Updated: May 29, 2019 11:26:16 am
Taj Mahal will soon have a breastfeeding room, making it the first heritage monument in India to provide the facility. The breastfeeding room will reportedly be set up by July for “millions of mothers who visit with their babies,” according to Dr Vasant Kumar Swarnkar, Superintending archeologist, Archeological Survey of India.
No doubt, a breastfeeding room at a tourist place like Taj Mahal–thronged by tourists all the time–can be deemed a positive step in the times when mothers in India still battle uncomfortable gaze while breastfeeding in public or are deprived of basic provisions for safety and hygiene for the same.
Express Parenting spoke to some mothers who are breastfeeding to know their reactions to this new development. And this is what they said:
“Mothers won’t have to pump milk in the toilet”
“Having a breastfeeding room in a place like this is a huge step towards being more supportive to breastfeeding mothers. But I would also say that it does not mean breastfeeding should be restricted to that particular room only. Breastfeeding in public should be normalised and there should not be a problem if the mother does not want to use the room and is comfortable feeding in public or in case the room is full or is not at an accessible distance. But for mothers who are not comfortable feeding in public, this is a great initiative. Again, there are a lot of mothers who have to pump milk for health reasons. For instance, when I went back to office after my maternity leave, I did not have a place to pump milk that my baby would drink while I was at work. I had to go to a nearby mall and pump in the trial room. Pumping is something no one does in public. So, for them, having a room designated for the purpose will really be helpful. That way, they do not have to pump in the toilet or any other place.”
“Breastfeeding room is a basic necessity”
“The only place where I have seen a proper breastfeeding room till now is the hospital we take our baby to. We were once at a five-star hotel where I had to end up feeding my baby in the washroom. I am not ashamed of feeding my child in public. But at sites which are visited by thousands of people, certain provisions are essential. You hardly see a breastfeeding room even in big restaurants or malls. And India is a country where breastfeeding is actually encouraged. So, of course, Taj Mahal should have a breastfeeding room. This is something as basic as having sanitary pads in public washrooms.”
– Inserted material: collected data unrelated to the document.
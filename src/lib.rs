//! # procvisor
//!
//! **Procvisor** turns one executable into a same-machine pool of worker
//! processes that share a listening port, and supervises them: staggered
//! startup, crash detection, bounded automatic respawn, graceful restart and
//! bounded-time shutdown.
//!
//! The binary re-executes itself once per worker, tagging each child's
//! arguments with `--cluster-worker <id> <port>`. [`Cluster::init`] detects
//! the tag and hands back a [`Role`]: the master supervises, workers serve.
//!
//! ## Architecture
//! ```text
//!                       ┌───────────────────────── master ─────────────────────────┐
//!                       │                                                          │
//!  MasterHandle ────────┼─► Control ─┐                                             │
//!  SIGTERM/SIGINT/USR2 ─┼─► Signals ─┤                                             │
//!                       │            ▼                                             │
//!                       │   ┌──────────────────┐  launch / signal  ┌────────────┐  │
//!                       │   │ Supervisor loop  │──────────────────►│  Launcher  │──┼──► worker 0..N-1
//!                       │   │  (owns the Pool) │◄──── ExitNotice ──│ wait tasks │◄─┼─── exit status
//!                       │   └───┬──────────┬───┘                   └────────────┘  │
//!                       │       │          └──► DelayQueue (respawn backoff)       │
//!                       │       ▼                                                  │
//!                       │   Bus (broadcast) ──► SubscriberSet ──► Subscribe impls  │
//!                       └──────────────────────────────────────────────────────────┘
//! ```
//!
//! ### Worker slot lifecycle
//! ```text
//! Starting ──► Active ──► Stopping ──► exit ─┬─► Respawning ──► Starting
//!    │                                       ├─► Crashed
//!    └──► Disabled ◄─────────────────────────┴─► Disabled (crash loop)
//! ```
//!
//! ## Features
//! | Area              | Description                                              | Key types                               |
//! |-------------------|----------------------------------------------------------|-----------------------------------------|
//! | **Entry point**   | Role detection, pool startup                             | [`Cluster`], [`ClusterBuilder`], [`Role`] |
//! | **Control**       | Signals, graceful restart, shutdown, stats               | [`Master`], [`MasterHandle`]            |
//! | **Policies**      | Crash-loop detection                                     | [`CrashLoopPolicy`], [`CrashHistory`]   |
//! | **Observability** | Lifecycle events and callbacks                           | [`Subscribe`], [`WorkerHooks`], [`Event`] |
//! | **Processes**     | Re-exec protocol and process backend                     | [`process::Launcher`], [`process::ReexecArgs`] |
//! | **Configuration** | Options with zero-means-default sentinels                | [`ClusterConfig`]                       |
//!
//! ## Optional features
//! - `logging`: exports the [`LogWriter`] subscriber, which renders events via `tracing`.
//!
//! ## Example
//! ```no_run
//! use procvisor::{Cluster, ClusterConfig, Role};
//!
//! #[tokio::main(flavor = "current_thread")]
//! async fn main() -> Result<(), Box<dyn std::error::Error>> {
//!     let cfg = ClusterConfig {
//!         port: 8080,
//!         respawn: true,
//!         ..ClusterConfig::default()
//!     };
//!
//!     match Cluster::builder(cfg).build().init(std::env::args_os()).await? {
//!         Role::Master(master) => {
//!             println!("supervising {} workers on :{}", master.worker_count(), master.port());
//!             master.wait().await?;
//!         }
//!         Role::Worker(worker) => {
//!             // Bind worker.port() with SO_REUSEPORT and serve until SIGTERM.
//!             let _ = worker;
//!         }
//!     }
//!     Ok(())
//! }
//! ```

#[cfg(not(unix))]
compile_error!("procvisor supervises OS processes with POSIX signals and supports unix targets only");

mod core;
mod error;
mod events;
mod policies;
pub mod process;
mod subscribers;
pub mod topology;

// ---- Public re-exports ----

pub use crate::core::{
    Cluster, ClusterBuilder, ClusterConfig, ClusterStats, Master, MasterHandle, Role, Settings,
    Worker, WorkerStats, WorkerStatus,
};
pub use error::{ClusterError, SpawnError};
pub use events::{Bus, Event, EventKind};
pub use nix::sys::signal::Signal;
pub use policies::{CrashHistory, CrashLoopPolicy, MAX_TRACKED_CRASHES, RespawnVerdict};
pub use process::WorkerExit;
pub use subscribers::{NoHooks, Subscribe, SubscriberSet, WorkerHooks};

// Optional: built-in tracing subscriber.
// Enable with: `--features logging`
#[cfg(feature = "logging")]
pub use subscribers::LogWriter;
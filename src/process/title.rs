//! Best-effort process naming (`<app>:master`, `<app>:worker-<id>`).
//!
//! On Linux this sets the comm name of the *calling thread* (`PR_SET_NAME`).
//! `ps -o comm` and `top` show the main thread's comm as the process name, so
//! the title only renames the process when init runs on the main thread, as it
//! does under `#[tokio::main(flavor = "current_thread")]`. On a multi-thread
//! runtime only the worker thread that ran init is renamed. The kernel
//! truncates the name to 15 bytes. Failures are logged and ignored.

use std::path::Path;

/// Title for the master process.
pub fn master_title(app: &str) -> String {
    format!("{app}:master")
}

/// Title for worker `id`.
pub fn worker_title(app: &str, id: u8) -> String {
    format!("{app}:worker-{id}")
}

/// Application name derived from the executable path.
pub fn app_name_from(program: &Path) -> String {
    program
        .file_stem()
        .and_then(|s| s.to_str())
        .filter(|s| !s.is_empty())
        .unwrap_or("procvisor")
        .to_string()
}

/// Renames the calling thread (see the module docs); never fails.
pub fn set_process_title(title: &str) {
    #[cfg(any(target_os = "linux", target_os = "android"))]
    {
        let Ok(name) = std::ffi::CString::new(title) else {
            tracing::debug!(title, "process title contains a NUL byte");
            return;
        };
        if let Err(e) = nix::sys::prctl::set_name(&name) {
            tracing::debug!(title, error = %e, "failed to set process title");
        }
    }
    #[cfg(not(any(target_os = "linux", target_os = "android")))]
    {
        tracing::trace!(title, "process titles unsupported on this platform");
    }
}

#[cfg(test)]
mod tests {
    use super::*;

    #[test]
    fn titles() {
        assert_eq!(master_title("api"), "api:master");
        assert_eq!(worker_title("api", 7), "api:worker-7");
        assert_eq!(app_name_from(Path::new("/usr/local/bin/api-server")), "api-server");
        assert_eq!(app_name_from(Path::new("")), "procvisor");
    }

    #[cfg(target_os = "linux")]
    #[test]
    fn title_renames_calling_thread_only() {
        let before = std::fs::read_to_string("/proc/thread-self/comm").unwrap();
        let renamed = std::thread::spawn(|| {
            set_process_title(&worker_title("pv", 3));
            std::fs::read_to_string("/proc/thread-self/comm").unwrap()
        })
        .join()
        .unwrap();

        assert_eq!(renamed.trim_end(), "pv:worker-3");
        let after = std::fs::read_to_string("/proc/thread-self/comm").unwrap();
        assert_eq!(before, after);
    }
}
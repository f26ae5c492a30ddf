//! Runtime core: pool state, the supervisor loop, and the public entry points.
//!
//! Internal modules:
//! - [`config`]: caller options and their resolution into settings;
//! - [`pool`]: worker table and per-slot state machine;
//! - [`supervisor`]: the loop that owns the pool and multiplexes exits, timers,
//!   signals and control requests;
//! - [`signals`]: master signal subscriptions;
//! - [`master`]: roles and the master control handle;
//! - [`builder`]: [`Cluster`] and [`ClusterBuilder`];
//! - [`stats`]: read-only snapshots.

mod builder;
mod config;
mod master;
mod pool;
mod signals;
mod stats;
mod supervisor;

pub use builder::{Cluster, ClusterBuilder};
pub use config::{ClusterConfig, Settings};
pub use master::{Master, MasterHandle, Role, Worker};
pub use stats::{ClusterStats, WorkerStats, WorkerStatus};
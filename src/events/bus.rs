//! # Event bus for supervisor events.
//!
//! [`Bus`] is a thin wrapper around [`tokio::sync::broadcast`]. The supervisor
//! loop and the subscriber fan-out publish into it; the fan-out listener and any
//! caller of [`Master::events`](crate::Master::events) read from it.
//!
//! ```text
//! Pool / Supervisor loop ──┐
//!                          ├──► Bus ──► listener ──► SubscriberSet
//! SubscriberSet workers ───┘     └────► Master::events() receivers
//! ```
//!
//! ## Rules
//! - `publish()` never blocks; events without receivers are dropped.
//! - Slow receivers observe `RecvError::Lagged(n)` and skip `n` oldest events.

use tokio::sync::broadcast;

use super::event::Event;

/// Broadcast channel for runtime events (cheap to clone).
#[derive(Clone, Debug)]
pub struct Bus {
    tx: broadcast::Sender<Event>,
}

impl Bus {
    /// Creates a bus; capacity is clamped to at least 1.
    pub fn new(capacity: usize) -> Self {
        let (tx, _rx) = broadcast::channel::<Event>(capacity.max(1));
        Self { tx }
    }

    /// Publishes an event to all current receivers.
    pub fn publish(&self, ev: Event) {
        let _ = self.tx.send(ev);
    }

    /// Creates a receiver that observes events published from now on.
    pub fn subscribe(&self) -> broadcast::Receiver<Event> {
        self.tx.subscribe()
    }
}

#[cfg(test)]
mod tests {
    use super::*;
    use crate::events::EventKind;

    #[tokio::test]
    async fn receivers_see_later_events_only() {
        let bus = Bus::new(8);
        bus.publish(Event::new(EventKind::PoolReady));

        let mut rx = bus.subscribe();
        bus.publish(Event::new(EventKind::AllStopped).with_worker(1));

        let ev = rx.recv().await.unwrap();
        assert_eq!(ev.kind, EventKind::AllStopped);
        assert_eq!(ev.worker, Some(1));
    }
}
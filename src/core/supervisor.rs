//! # Supervisor loop: the master's single owner of worker state.
//!
//! One tokio task runs [`Supervisor::run`]. It performs the staggered startup
//! and then multiplexes every asynchronous input onto the [`Pool`]:
//!
//! ```text
//!   launcher wait tasks ── ExitNotice ──┐
//!   DelayQueue (respawn backoff) ───────┤
//!   SignalListener (TERM/INT/USR2) ─────┼──► select! ──► Pool transition
//!   MasterHandle ── Control ────────────┤
//!   shutdown deadline (sleep_until) ────┘
//! ```
//!
//! ## Startup
//! Spawns slot `0..N` with `startup_delay` between spawns, then sleeps
//! `settle_delay` and publishes `PoolReady`. As soon as more than half of the
//! slots have failed, no further slot is tried: the spawned workers are
//! stopped and drained under the shutdown deadline, and init fails with
//! [`ClusterError::TooManySpawnFailures`].
//!
//! ## Shutdown wait
//! The loop runs while any slot is live. The first iteration that observes a
//! shutdown request arms a deadline of `shutdown_timeout`. When it expires,
//! every active or stopping worker is sent `SIGKILL` and the loop returns
//! [`ClusterError::ShutdownTimeout`] without waiting for them to be reaped.
//! On a normal drain it publishes `AllStopped` and drops all owned resources.

use std::future::pending;

use futures::StreamExt;
use nix::sys::signal::Signal;
use tokio::sync::{mpsc, oneshot};
use tokio::time::{Instant, sleep, sleep_until};
use tokio_util::time::DelayQueue;

use crate::core::pool::Pool;
use crate::core::signals::{OsSignal, SignalListener};
use crate::core::stats::{ClusterStats, WorkerStats};
use crate::error::ClusterError;
use crate::events::{Bus, Event, EventKind};
use crate::process::ExitNotice;

/// Requests sent from [`MasterHandle`](crate::MasterHandle) to the loop.
pub(crate) enum Control {
    SignalWorkers {
        signal: Signal,
        reply: oneshot::Sender<usize>,
    },
    Restart {
        reply: oneshot::Sender<bool>,
    },
    Shutdown {
        reply: oneshot::Sender<bool>,
    },
    Stats {
        reply: oneshot::Sender<ClusterStats>,
    },
    WorkerStats {
        id: u8,
        reply: oneshot::Sender<Option<WorkerStats>>,
    },
    AllWorkerStats {
        capacity: usize,
        reply: oneshot::Sender<Vec<WorkerStats>>,
    },
}

pub(crate) struct Supervisor {
    pool: Pool,
    bus: Bus,
    control: mpsc::Receiver<Control>,
    exits: mpsc::UnboundedReceiver<ExitNotice>,
    signals: Option<SignalListener>,
    timers: DelayQueue<u8>,
}

impl Supervisor {
    pub(crate) fn new(
        pool: Pool,
        bus: Bus,
        control: mpsc::Receiver<Control>,
        exits: mpsc::UnboundedReceiver<ExitNotice>,
        signals: Option<SignalListener>,
    ) -> Self {
        Self {
            pool,
            bus,
            control,
            exits,
            signals,
            timers: DelayQueue::new(),
        }
    }

    /// Starts the pool, reports the outcome through `ready`, then supervises
    /// until every worker is gone or the shutdown deadline passes.
    pub(crate) async fn run(
        mut self,
        ready: oneshot::Sender<Result<(), ClusterError>>,
    ) -> Result<(), ClusterError> {
        match self.start_pool().await {
            Ok(()) => {
                let _ = ready.send(Ok(()));
            }
            Err(e) => {
                if let Err(drain) = self.drive().await {
                    tracing::warn!(error = %drain, "startup abort did not drain cleanly");
                }
                let _ = ready.send(Err(e));
                return Ok(());
            }
        }
        self.drive().await
    }

    async fn start_pool(&mut self) -> Result<(), ClusterError> {
        let total = self.pool.worker_count();
        let startup_delay = self.pool.settings().startup_delay;
        let mut failed: u8 = 0;

        for id in 0..total {
            if let Err(e) = self.pool.spawn(id) {
                tracing::error!(worker = id, error = %e, "initial spawn failed");
                failed += 1;
                if u16::from(failed) * 2 > u16::from(total) {
                    self.pool.request_shutdown("startup aborted");
                    return Err(ClusterError::TooManySpawnFailures { failed, total });
                }
            }
            if id + 1 < total {
                sleep(startup_delay).await;
            }
        }

        sleep(self.pool.settings().settle_delay).await;
        let settings = self.pool.settings();
        self.bus.publish(
            Event::new(EventKind::PoolReady)
                .with_port(settings.port)
                .with_reason(format!("workers={}", total - failed)),
        );
        Ok(())
    }

    async fn drive(mut self) -> Result<(), ClusterError> {
        let timeout = self.pool.settings().shutdown_timeout;
        let mut deadline: Option<Instant> = None;
        let mut control_open = true;

        loop {
            if !self.pool.any_live() {
                break;
            }
            if deadline.is_none() && self.pool.shutdown_requested() {
                deadline = Some(Instant::now() + timeout);
            }

            tokio::select! {
                Some(notice) = self.exits.recv() => {
                    if let Some(delay) = self.pool.on_exit(notice, Instant::now()) {
                        self.timers.insert(notice.worker_id, delay);
                    }
                }
                Some(expired) = self.timers.next() => {
                    self.pool.on_respawn_due(expired.into_inner());
                }
                Some(sig) = next_signal(&mut self.signals) => self.on_signal(sig),
                cmd = self.control.recv(), if control_open => match cmd {
                    Some(cmd) => self.on_control(cmd),
                    None => control_open = false,
                },
                () = expire(deadline) => {
                    let killed = self.pool.force_kill_remaining();
                    self.bus.publish(
                        Event::new(EventKind::ShutdownTimeout)
                            .with_delay(timeout)
                            .with_reason(format!("{killed:?}")),
                    );
                    return Err(ClusterError::ShutdownTimeout { timeout, killed });
                }
            }
        }

        self.bus.publish(Event::new(EventKind::AllStopped));
        Ok(())
    }

    fn on_signal(&mut self, sig: OsSignal) {
        if sig.is_shutdown() {
            self.pool.request_shutdown(&sig.to_string());
        } else {
            self.pool.request_restart();
        }
    }

    fn on_control(&mut self, cmd: Control) {
        match cmd {
            Control::SignalWorkers { signal, reply } => {
                let _ = reply.send(self.pool.signal_all(signal));
            }
            Control::Restart { reply } => {
                let _ = reply.send(self.pool.request_restart());
            }
            Control::Shutdown { reply } => {
                let _ = reply.send(self.pool.request_shutdown("requested"));
            }
            Control::Stats { reply } => {
                let _ = reply.send(self.pool.stats());
            }
            Control::WorkerStats { id, reply } => {
                let _ = reply.send(self.pool.worker_stats(id, Instant::now()));
            }
            Control::AllWorkerStats { capacity, reply } => {
                let _ = reply.send(self.pool.all_worker_stats(capacity, Instant::now()));
            }
        }
    }
}

async fn next_signal(signals: &mut Option<SignalListener>) -> Option<OsSignal> {
    match signals {
        Some(listener) => listener.recv().await,
        None => pending().await,
    }
}

async fn expire(deadline: Option<Instant>) {
    match deadline {
        Some(at) => sleep_until(at).await,
        None => pending().await,
    }
}
// crates/risk-core/src/schema.rs
use serde::{Deserialize, Serialize};
use serde_json::{Map, Value};
use uuid::Uuid;

use crate::features::FeatureVector;
use crate::presentation::Badge;
use crate::scorer::ScoreSource;
use crate::tier::RiskTier;

#[derive(Debug, Clone, Default, Serialize, Deserialize)]
pub struct ScoreRequest {
    /// 可选：客户端传入；否则服务端生成
    #[serde(default)]
    pub trace_id: Option<Uuid>,

    /// Form values keyed by feature name; missing fields take defaults.
    #[serde(default)]
    pub inputs: Map<String, Value>,
}

/// The core result: probability plus its tier.
#[derive(Debug, Clone, Copy, PartialEq, Serialize, Deserialize)]
pub struct ScoredResult {
    pub probability: f64,
    pub tier: RiskTier,
}

#[derive(Debug, Clone, Serialize)]
pub struct ScoreResponse {
    pub trace_id: Uuid,
    pub probability: f64,
    /// e.g. `"30.0%"`
    pub probability_pct: String,
    pub tier: RiskTier,
    pub badge: Badge,
    pub source: ScoreSource,
    /// The row actually fed to the model, after defaults and coercion.
    pub features: FeatureVector,
    /// 分段耗时（微秒）
    pub timings_us: TimingsUs,
}

#[derive(Debug, Clone, Serialize, Deserialize, Default)]
pub struct TimingsUs {
    pub feature: u64,
    pub score: u64,
    pub total: u64,
}
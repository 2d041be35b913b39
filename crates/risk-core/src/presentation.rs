//! Data the form layer needs to render inputs and the result badge.
//! No markup is produced here, only labels, widget kinds and strings.

use serde::{Deserialize, Serialize};

use crate::meta::{FeatureKind, FeatureSchema};
use crate::tier::{RiskThresholds, RiskTier};

pub const TITLE: &str = "AMI–IABP One-Year Mortality Risk Calculator";
pub const CAPTION: &str = "Prediction of one-year mortality in AMI patients supported with IABP \
(logistic regression; internal training, external validation).";
pub const OUTCOME: &str = "Predicted 1-Year Mortality";
pub const DISCLAIMER: &str = "This estimate is intended to support, not replace, clinical judgment, \
and should be interpreted within the broader clinical context.";

pub const BINARY_CHOICES: [&str; 2] = ["No", "Yes"];

#[derive(Debug, Clone, PartialEq, Eq, Serialize, Deserialize)]
pub struct Badge {
    /// Style hook: `low`, `inter` or `high`.
    pub class: String,
    pub text: String,
}

#[derive(Debug, Clone, Serialize)]
pub struct FormField {
    pub name: String,
    pub label: String,
    pub kind: FeatureKind,
    #[serde(skip_serializing_if = "Option::is_none")]
    pub choices: Option<[&'static str; 2]>,
    pub default: f64,
}

#[derive(Debug, Clone, Serialize)]
pub struct FormSection {
    pub title: String,
    pub fields: Vec<FormField>,
}

#[derive(Debug, Clone, Serialize)]
pub struct FormLayout {
    pub title: &'static str,
    pub caption: &'static str,
    pub outcome: &'static str,
    pub disclaimer: &'static str,
    pub thresholds: RiskThresholds,
    pub sections: Vec<FormSection>,
}

/// Whole percent, truncated toward zero: 0.2 -> 20, 0.505 -> 50.
#[inline]
fn whole_pct(x: f64) -> i64 {
    (x * 100.0).trunc() as i64
}

pub fn badge(tier: RiskTier, t: RiskThresholds) -> Badge {
    let (lo, hi) = (whole_pct(t.low), whole_pct(t.high));
    let (class, text) = match tier {
        RiskTier::Low => ("low", format!("Low Risk (< {lo}%)")),
        RiskTier::Intermediate => ("inter", format!("Intermediate Risk ({lo}–{hi}%)")),
        RiskTier::High => ("high", format!("High Risk (≥ {hi}%)")),
    };
    Badge {
        class: class.to_string(),
        text,
    }
}

/// `0.3` -> `"30.0%"`.
pub fn format_pct(p: f64) -> String {
    format!("{:.1}%", p * 100.0)
}

pub fn form_layout(schema: &FeatureSchema) -> FormLayout {
    let sections = schema
        .groups()
        .iter()
        .map(|g| FormSection {
            title: g.title.clone(),
            fields: g
                .features
                .iter()
                .filter_map(|name| {
                    let kind = schema.kind_of(name)?;
                    Some(FormField {
                        name: name.clone(),
                        label: schema.label(name),
                        kind,
                        choices: (kind == FeatureKind::Binary).then_some(BINARY_CHOICES),
                        default: 0.0,
                    })
                })
                .collect(),
        })
        .collect();

    FormLayout {
        title: TITLE,
        caption: CAPTION,
        outcome: OUTCOME,
        disclaimer: DISCLAIMER,
        thresholds: schema.thresholds(),
        sections,
    }
}

#[cfg(test)]
mod tests {
    use super::*;

    fn thr() -> RiskThresholds {
        RiskThresholds::new(0.2, 0.5).unwrap()
    }

    #[test]
    fn badge_text_per_tier() {
        assert_eq!(
            badge(RiskTier::Low, thr()),
            Badge { class: "low".into(), text: "Low Risk (< 20%)".into() }
        );
        assert_eq!(badge(RiskTier::Intermediate, thr()).text, "Intermediate Risk (20–50%)");
        assert_eq!(badge(RiskTier::High, thr()).text, "High Risk (≥ 50%)");
        assert_eq!(badge(RiskTier::Intermediate, thr()).class, "inter");
    }

    #[test]
    fn badge_percent_truncates() {
        let t = RiskThresholds::new(0.125, 0.679).unwrap();
        assert_eq!(badge(RiskTier::Intermediate, t).text, "Intermediate Risk (12–67%)");
    }

    #[test]
    fn pct_has_one_decimal() {
        assert_eq!(format_pct(0.3), "30.0%");
        assert_eq!(format_pct(0.12345), "12.3%");
        assert_eq!(format_pct(1.0), "100.0%");
    }

    #[test]
    fn form_lists_every_feature_with_widget_kind() {
        let schema = FeatureSchema::new(
            &["age", "beta_blocker_use", "custom_score"],
            &["beta_blocker_use"],
            thr(),
        )
        .unwrap();
        let form = form_layout(&schema);
        let fields: Vec<&FormField> = form.sections.iter().flat_map(|s| &s.fields).collect();
        assert_eq!(fields.len(), 3);

        let bb = fields.iter().find(|f| f.name == "beta_blocker_use").unwrap();
        assert_eq!(bb.kind, FeatureKind::Binary);
        assert_eq!(bb.choices, Some(["No", "Yes"]));
        assert_eq!(bb.label, "Beta Blocker Use");

        let age = fields.iter().find(|f| f.name == "age").unwrap();
        assert_eq!(age.choices, None);
        assert_eq!(form.sections.last().unwrap().title, "Other");
    }
}
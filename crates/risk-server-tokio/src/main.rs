use axum::{
    extract::State,
    http::StatusCode,
    response::IntoResponse,
    routing::{get, post},
    Json, Router,
};
use iabp_risk_core::{
    config::Config,
    pipeline::RiskContext,
    presentation::FormLayout,
    schema::{ScoreRequest, ScoreResponse},
};
use metrics_exporter_prometheus::{PrometheusBuilder, PrometheusHandle};
use tower_http::trace::TraceLayer;
use tracing_subscriber::{layer::SubscriberExt, util::SubscriberInitExt};

#[derive(Clone)]
struct AppState {
    ctx: RiskContext,
    prom: PrometheusHandle,
}

#[tokio::main]
async fn main() -> anyhow::Result<()> {
    // tracing
    tracing_subscriber::registry()
        .with(
            tracing_subscriber::EnvFilter::try_from_default_env()
                .unwrap_or_else(|_| tracing_subscriber::EnvFilter::new("info")),
        )
        .with(tracing_subscriber::fmt::layer())
        .init();

    // metrics recorder（进程内全局一次）
    let prom = PrometheusBuilder::new().install_recorder()?;

    // 模型与 schema 启动时加载一次；失败则不对外服务
    let cfg = Config::from_env()?;
    let ctx = match RiskContext::load(&cfg) {
        Ok(ctx) => ctx,
        Err(e) => {
            tracing::error!(model_dir = %cfg.model_dir.display(), "failed to load model: {e:#}");
            return Err(e);
        }
    };

    let addr = cfg.socket_addr()?;
    let app = router(AppState { ctx, prom });

    let listener = tokio::net::TcpListener::bind(addr).await?;
    tracing::info!("risk-server-tokio listening on http://{addr}");
    axum::serve(listener, app).await?;
    Ok(())
}

fn router(state: AppState) -> Router {
    Router::new()
        .route("/score", post(score))
        .route("/form", get(form))
        .route("/healthz", get(healthz))
        .route("/metrics", get(metrics))
        .layer(TraceLayer::new_for_http())
        .with_state(state)
}

async fn score(
    State(st): State<AppState>,
    Json(req): Json<ScoreRequest>,
) -> Result<Json<ScoreResponse>, (StatusCode, String)> {
    st.ctx
        .assess(&req)
        .map(Json)
        .map_err(|e| (StatusCode::INTERNAL_SERVER_ERROR, format!("scoring failed: {e}")))
}

async fn form(State(st): State<AppState>) -> Json<FormLayout> {
    Json(st.ctx.form())
}

async fn healthz() -> &'static str {
    "ok"
}

async fn metrics(State(st): State<AppState>) -> impl IntoResponse {
    (StatusCode::OK, st.prom.render())
}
“Hope mothers are not expected to feed only at designated spots”
“Having a nursing room at the Taj Mahal is a good move for those mothers who prefer some privacy when breastfeeding, or until they’re ready to start nursing in public. Hope is that women aren’t expected to feed only at these designated spots once they’re comfortable nursing in public. Mothers are sometimes told to move to breastfeeding rooms even when they’re confident about breastfeeding in public. There are times when these breastfeeding rooms are not well-maintained or already occupied when you need it. We need to see breastfeeding women out and about, breastfeeding however and whenever they feel comfortable–leading a normal life.”
What does a breastfeeding room require?
These mothers agreed that just reserving a room for breastfeeding is not enough, unless it is well-equipped for the purpose. That means, the breastfeeding rooms should have proper facilities to ensure mothers are able to feed their babies comfortably. Here are some basic requirements in a breastfeeding room, as mentioned by the mothers:
1. A comfortable seat–cushioned chair or couch–for the mother to be seated while nursing.
2. Breastfeeding rooms in public areas should be air-conditioned to ensure comfort.
3. A few pillows can be helpful because the correct position to feed the child is by lifting him or her up on your arms and keeping a pillow on your lap.
4. The room should not be a closed space; it should be properly ventilated and there should be enough light.
5. Drinking water.
6. Most importantly, the room should be clean and hygienic.
7. Mothers would prefer a colourful room to a dull room, because if the mother is happy, the feeding is better.